As our Thursday evening happy hour drew to a close the one thing we all agreed on was that our ability to operate in the manner we do is based on the locals watching after us. The years we have spent in N2KL have resulted in most people in most places knowing who we are and what we do. Reconstruction is not hard, establishing credibility is and that takes time in countries like Afghanistan. It also takes people who can operate on their own on the economy and not just survive but continue to function if attacked. That kind of thinking is not found inside the closed loop of the classified crowd. They do not know what they do not know. They can’t leave the FOB’s so they don’t have an accurate read on anything except what comes through the classified loop. Anyone who has dealt with that sort of information understands how limited it is.
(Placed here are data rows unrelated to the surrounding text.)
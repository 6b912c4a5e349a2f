//! Typed configuration for the Things API.
//!
//! - TOML and JSON configuration files
//! - The `DB_*` environment variables deployed functions are given
//! - `PREFIX__SECTION__KEY` overrides for every field
//! - Strict parsing (unknown fields fail)
//!
//! # Configuration File Format
//!
//! ```toml
//! [database]
//! cluster_arn = "arn:aws:rds:eu-west-1:123456789012:cluster:things"
//! secret_arn = "arn:aws:secretsmanager:eu-west-1:123456789012:secret:things"
//! name = "things"
//! endpoint = "http://localhost:8081"
//!
//! [actor]
//! placeholder = "system"
//!
//! [server]
//! http_addr = "0.0.0.0:8080"
//!
//! [logging]
//! level = "info"
//! format = "json"
//! ```

#![doc(html_root_url = "https://docs.rs/things-config/0.1.0")]
#![warn(missing_docs)]
#![forbid(unsafe_code)]

mod config;
mod error;
mod loader;
mod schema;

pub use config::ThingsConfig;
pub use error::ConfigError;
pub use loader::{ConfigLoader, DATABASE_ENV_VARS};
pub use schema::{ActorConfig, DatabaseConfig, LoggingConfig, ServerConfig};
pub use things_telemetry::LogFormat;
Which bring us back to the Local Security Forces. This “inspired” idea of using locals to provide security will fail because nobody responsible for it will get off the FOB to provide daily detailed supervision. I can’t stress enough the importance of daily, full time, supervision. The Skipper’s EOD program works because he provides daily, detailed supervision, while EOD programs elsewhere in the country languish. CPT America is re-building the entire Provincial irrigation system because he provides daily, detailed supervision, while the same projects elsewhere in the country barely break ground. If we can’t get the various government agencies to operate off of the FOB then there is only one viable option. Armed, outside the wire, experienced, contractors.